Writer of BBC's The Ark on making religion work for prime time TV
They go in two-by-two, as most people imagine the Biblical story of the flood.
But writer of the new 90-minute drama The Ark managed to get his top slot on prime time television by telling the BBC it was not about animals.
Writer Tony Jordan, who had a hit with The Nativity in 2010, starring future "Doctor Who" Peter Capaldi, told the BBC the £2 million show "is not Peppa Pig, it's not about animals, but this is religion that will work in primetime."
Speaking to Radio Times, he says he believes Noah did exist. In the programme, he has Noah say: "Only an idiot would say there is no God."
Jordan, a former market trader who left school at 15 with no qualifications, and has gone on to write a string of hits including EastEnders, Hustle and the time-travelling police drama Life on Mars, also admits: "I struggle to decide what sort of Christian I really am."

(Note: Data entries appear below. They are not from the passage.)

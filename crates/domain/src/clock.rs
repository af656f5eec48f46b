//! # 時刻プロバイダ
//!
//! `created_at` / `updated_at` / `read_at` の採時を一箇所に集約する。
//! ユースケースは `Utc::now()` を直接呼ばず、このトレイト経由で
//! 現在時刻を取得する。テストでは固定時刻を差し込める。

use chrono::{DateTime, Utc};

/// 現在時刻を提供するトレイト
pub trait Clock: Send + Sync {
   fn now(&self) -> DateTime<Utc>;
}

/// システム時刻をそのまま返す本番用実装
pub struct SystemClock;

impl Clock for SystemClock {
   fn now(&self) -> DateTime<Utc> {
      Utc::now()
   }
}

/// 常に同じ時刻を返すテスト用実装
pub struct FixedClock {
   now: DateTime<Utc>,
}

impl FixedClock {
   pub fn new(now: DateTime<Utc>) -> Self {
      Self { now }
   }
}

impl Clock for FixedClock {
   fn now(&self) -> DateTime<Utc> {
      self.now
   }
}
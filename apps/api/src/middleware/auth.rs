//! # 認証・認可ミドルウェア
//!
//! Bearer トークンからプリンシパルを解決する認証ミドルウェアと、
//! ケーパビリティベースのアクセス制御を行う認可ミドルウェアを提供する。
//!
//! ## 使い方
//!
//! ```rust,ignore
//! use axum::middleware::from_fn_with_state;
//!
//! let capability_state = CapabilityState {
//!     required: Capability::new("users:manage"),
//! };
//!
//! Router::new()
//!     .route("/api/users/{id}", put(update_user).delete(delete_user))
//!     .layer(from_fn_with_state(capability_state, require_capability))
//!     .layer(from_fn_with_state(auth_state, authenticate))
//! ```
//!
//! `authenticate` が [`CurrentUser`] をリクエスト拡張に挿入し、
//! ハンドラと `require_capability` がそれを参照する。

use std::sync::Arc;

use axum::{
    Json,
    body::Body,
    extract::State,
    http::{Request, StatusCode, header},
    middleware::Next,
    response::{IntoResponse, Response},
};
use crewhub_domain::{
    role::Capability,
    token::AccessTokenId,
    user::{UserId, UserName},
};
use crewhub_infra::repository::{AccessTokenRepository, UserRepository};
use crewhub_shared::ErrorResponse;

/// 認証済みプリンシパル
///
/// 認証ミドルウェアがリクエスト拡張に挿入し、
/// ハンドラが `Extension<CurrentUser>` で取り出す。
#[derive(Debug, Clone)]
pub struct CurrentUser {
    pub user_id:      UserId,
    pub name:         UserName,
    pub capabilities: Vec<Capability>,
}

impl CurrentUser {
    /// プリンシパルが要求されたケーパビリティを保持するか判定する
    pub fn has_capability(&self, required: &Capability) -> bool {
        self.capabilities.iter().any(|c| c.satisfies(required))
    }
}

/// 認証ミドルウェアの状態
#[derive(Clone)]
pub struct AuthState {
    pub token_repository: Arc<dyn AccessTokenRepository>,
    pub user_repository:  Arc<dyn UserRepository>,
}

/// 認可ミドルウェアの状態
#[derive(Clone)]
pub struct CapabilityState {
    pub required: Capability,
}

fn unauthorized(message: &str) -> Response {
    (
        StatusCode::UNAUTHORIZED,
        Json(ErrorResponse::new(message)),
    )
        .into_response()
}

/// 認証ミドルウェア
///
/// `Authorization: Bearer <token-id>` ヘッダからトークンを取り出し、
/// トークンテーブルと照合してプリンシパルを解決する。
///
/// 以下の場合は 401 Unauthorized を返す:
/// - ヘッダが欠落または形式不正
/// - トークンが存在しない、または失効済み
/// - トークンの所有ユーザーが存在しない
pub async fn authenticate(
    State(state): State<AuthState>,
    mut request: Request<Body>,
    next: Next,
) -> Response {
    // Bearer トークンを取り出す
    let Some(token_value) = request
        .headers()
        .get(header::AUTHORIZATION)
        .and_then(|v| v.to_str().ok())
        .and_then(|v| v.strip_prefix("Bearer "))
    else {
        return unauthorized("認証が必要です");
    };

    let Ok(token_id) = AccessTokenId::new(token_value) else {
        return unauthorized("認証が必要です");
    };

    // トークンを検証する
    let token = match state.token_repository.find_by_id(&token_id).await {
        Ok(Some(token)) if token.is_valid() => token,
        Ok(_) => return unauthorized("トークンが無効です"),
        Err(e) => {
            tracing::error!("トークン検証で内部エラー: {}", e);
            return (
                StatusCode::INTERNAL_SERVER_ERROR,
                Json(ErrorResponse::new("内部エラーが発生しました")),
            )
                .into_response();
        }
    };

    // プリンシパルをロール付きで解決する
    let (user, roles) = match state.user_repository.find_with_roles(token.user_id()).await {
        Ok(Some(found)) => found,
        Ok(None) => return unauthorized("トークンが無効です"),
        Err(e) => {
            tracing::error!("プリンシパル解決で内部エラー: {}", e);
            return (
                StatusCode::INTERNAL_SERVER_ERROR,
                Json(ErrorResponse::new("内部エラーが発生しました")),
            )
                .into_response();
        }
    };

    let capabilities = roles
        .iter()
        .flat_map(|r| r.capabilities().iter().cloned())
        .collect();

    request.extensions_mut().insert(CurrentUser {
        user_id: user.id().clone(),
        name: user.name().clone(),
        capabilities,
    });

    next.run(request).await
}

/// 認可ミドルウェア
///
/// プリンシパルが要求されたケーパビリティを保持するか検証する。
/// 保持していない場合は 403 Forbidden を返す。
/// `authenticate` より内側に配置すること（プリンシパル未解決は 401）。
pub async fn require_capability(
    State(state): State<CapabilityState>,
    request: Request<Body>,
    next: Next,
) -> Response {
    let Some(current_user) = request.extensions().get::<CurrentUser>() else {
        return unauthorized("認証が必要です");
    };

    if !current_user.has_capability(&state.required) {
        return (
            StatusCode::FORBIDDEN,
            Json(ErrorResponse::new("この操作を実行する権限がありません")),
        )
            .into_response();
    }

    next.run(request).await
}
//! # 通知
//!
//! ユーザーに紐づく通知エンティティを定義する。
//!
//! ## ライフサイクル
//!
//! 通知は未読（`read_at == None`）で作成され、明示的な既読化操作で
//! 一度だけ既読（`read_at == Some(_)`）に遷移する。それ以上の状態遷移はない。
//! 既読化は冪等であり、既に既読の通知に対しては何も変更しない。

use chrono::{DateTime, Utc};

use crate::user::UserId;

define_uuid_id! {
    /// 通知 ID（一意識別子）
    pub struct NotificationId;
}

/// 通知エンティティ
///
/// ちょうど一人のユーザーに属する。一覧取得時は作成日時の降順で並ぶ。
#[derive(Debug, Clone, PartialEq, Eq)]
pub struct Notification {
    id:         NotificationId,
    user_id:    UserId,
    message:    String,
    read_at:    Option<DateTime<Utc>>,
    created_at: DateTime<Utc>,
}

impl Notification {
    /// 新しい未読通知を作成する
    pub fn new(
        id: NotificationId,
        user_id: UserId,
        message: String,
        now: DateTime<Utc>,
    ) -> Self {
        Self {
            id,
            user_id,
            message,
            read_at: None,
            created_at: now,
        }
    }

    /// 既存のデータから通知を復元する（データベースから取得時）
    pub fn from_db(
        id: NotificationId,
        user_id: UserId,
        message: String,
        read_at: Option<DateTime<Utc>>,
        created_at: DateTime<Utc>,
    ) -> Self {
        Self {
            id,
            user_id,
            message,
            read_at,
            created_at,
        }
    }

    // Getter メソッド

    pub fn id(&self) -> &NotificationId {
        &self.id
    }

    pub fn user_id(&self) -> &UserId {
        &self.user_id
    }

    pub fn message(&self) -> &str {
        &self.message
    }

    pub fn read_at(&self) -> Option<DateTime<Utc>> {
        self.read_at
    }

    pub fn created_at(&self) -> DateTime<Utc> {
        self.created_at
    }

    // ビジネスロジックメソッド

    /// 既読か判定する
    pub fn is_read(&self) -> bool {
        self.read_at.is_some()
    }

    /// 既読にした新しいインスタンスを返す
    ///
    /// 冪等: 既に既読の場合は最初の `read_at` を保持したまま返す。
    pub fn mark_as_read(self, now: DateTime<Utc>) -> Self {
        if self.read_at.is_some() {
            return self;
        }

        Self {
            read_at: Some(now),
            ..self
        }
    }
}
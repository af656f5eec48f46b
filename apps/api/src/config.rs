//! # API サーバー設定
//!
//! 環境変数から API サーバーの設定を読み込む。

use std::env;

/// API サーバーの設定
#[derive(Debug, Clone)]
pub struct ApiConfig {
    /// バインドアドレス
    pub host: String,
    /// ポート番号
    pub port: u16,
    /// データベース接続 URL
    pub database_url: String,
}

impl ApiConfig {
    /// 環境変数から設定を読み込む
    pub fn from_env() -> Result<Self, env::VarError> {
        Ok(Self {
            host: env::var("API_HOST").unwrap_or_else(|_| "0.0.0.0".to_string()),
            port: env::var("API_PORT")
                .unwrap_or_else(|_| "3000".to_string())
                .parse()
                .expect("API_PORT は有効なポート番号である必要があります"),
            database_url: env::var("DATABASE_URL")
                .expect("DATABASE_URL が設定されていません"),
        })
    }
}
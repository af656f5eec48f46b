//! # CrewHub ドメイン層
//!
//! ビジネスロジックの中核を担うドメインモデルを定義する。
//!
//! ## 設計方針
//!
//! - **エンティティ**: 一意の識別子を持つオブジェクト（例: User, Notification）
//! - **値オブジェクト**: 識別子を持たない不変オブジェクト（例: Email, Capability）
//! - **ドメインエラー**: ビジネスルール違反を表現するエラー型
//!
//! ## 依存関係の方向
//!
//! ```text
//! api → infra → domain
//! api → shared
//! ```
//!
//! ドメイン層はインフラ層（DB、外部サービス）には一切依存しない。
//! これにより、ビジネスロジックの純粋性が保たれる。
//!
//! ## モジュール構成
//!
//! - [`error`] - ドメイン層で発生するエラーの定義
//! - [`user`] - ユーザーエンティティと関連コレクション
//! - [`role`] - ロールとケーパビリティ
//! - [`notification`] - ユーザー通知
//! - [`token`] - アクセストークン（読み取り専用）
//! - [`clock`] - 時刻プロバイダ
//!
//! ## 使用例
//!
//! ```rust
//! use crewhub_domain::{DomainError, user::UserId};
//!
//! // ユーザー ID の生成
//! let user_id = UserId::new();
//!
//! // ドメインエラーの生成
//! let error = DomainError::NotFound {
//!     entity_type: "User",
//!     id:          user_id.to_string(),
//! };
//! ```

#[macro_use]
mod macros;

pub mod clock;
pub mod error;
pub mod notification;
pub mod role;
pub mod token;
pub mod user;

pub use error::DomainError;
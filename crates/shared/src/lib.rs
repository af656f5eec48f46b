//! # CrewHub 共有ユーティリティ
//!
//! このクレートは、CrewHub
//! プロジェクト全体で使用される共通ユーティリティを提供する。
//!
//! ## 設計方針
//!
//! - 他のすべてのクレート（domain, infra, api）から依存される
//! - ビジネスロジックを含まない純粋なユーティリティのみを配置
//! - 外部クレートへの依存は最小限に抑える

pub mod api_response;
pub mod health;

pub use api_response::{ApiResponse, ErrorResponse, MessageResponse};
pub use health::{CheckStatus, HealthResponse, ReadinessResponse, ReadinessStatus};
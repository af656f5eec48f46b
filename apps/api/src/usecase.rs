//! # ユースケース層
//!
//! API のビジネスロジックを実装する。
//!
//! ## 設計方針
//!
//! - **依存性注入**: リポジトリと時計を `Arc<dyn Trait>` で外部から注入
//! - **薄いハンドラ**: ハンドラは薄く保ち、ロジックはユースケースに集約

pub mod user;

pub use user::{CreateUserInput, UpdateUserInput, UserUseCaseImpl};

The Ark references the present with lines about "the rich getting richer, and the poorer falling further and further into debt" and about "men who defile children".
Jordan says: "You have to believe in and care for Noah and his family so that's what I try to make the audience do in the first few minutes. My story is about making a choice. In Noah's case, about whether to believe in and to obey God. And for his family, whether to obey their father, even though they think he could be off his head. That's the heart of it."
David Threlfall, star of Channel 4's Shameless, and Joanne Whalley, who recently played Katharine of Aragon in Wolf Hall, play Noah and his wife Emmie.
Jordan said he researched biblical accounts of the Flood and also the Koran, where Noah is called Nuh.
If The Ark is a success, Jordan intends to pitch a series of six Biblical stories to the BBC.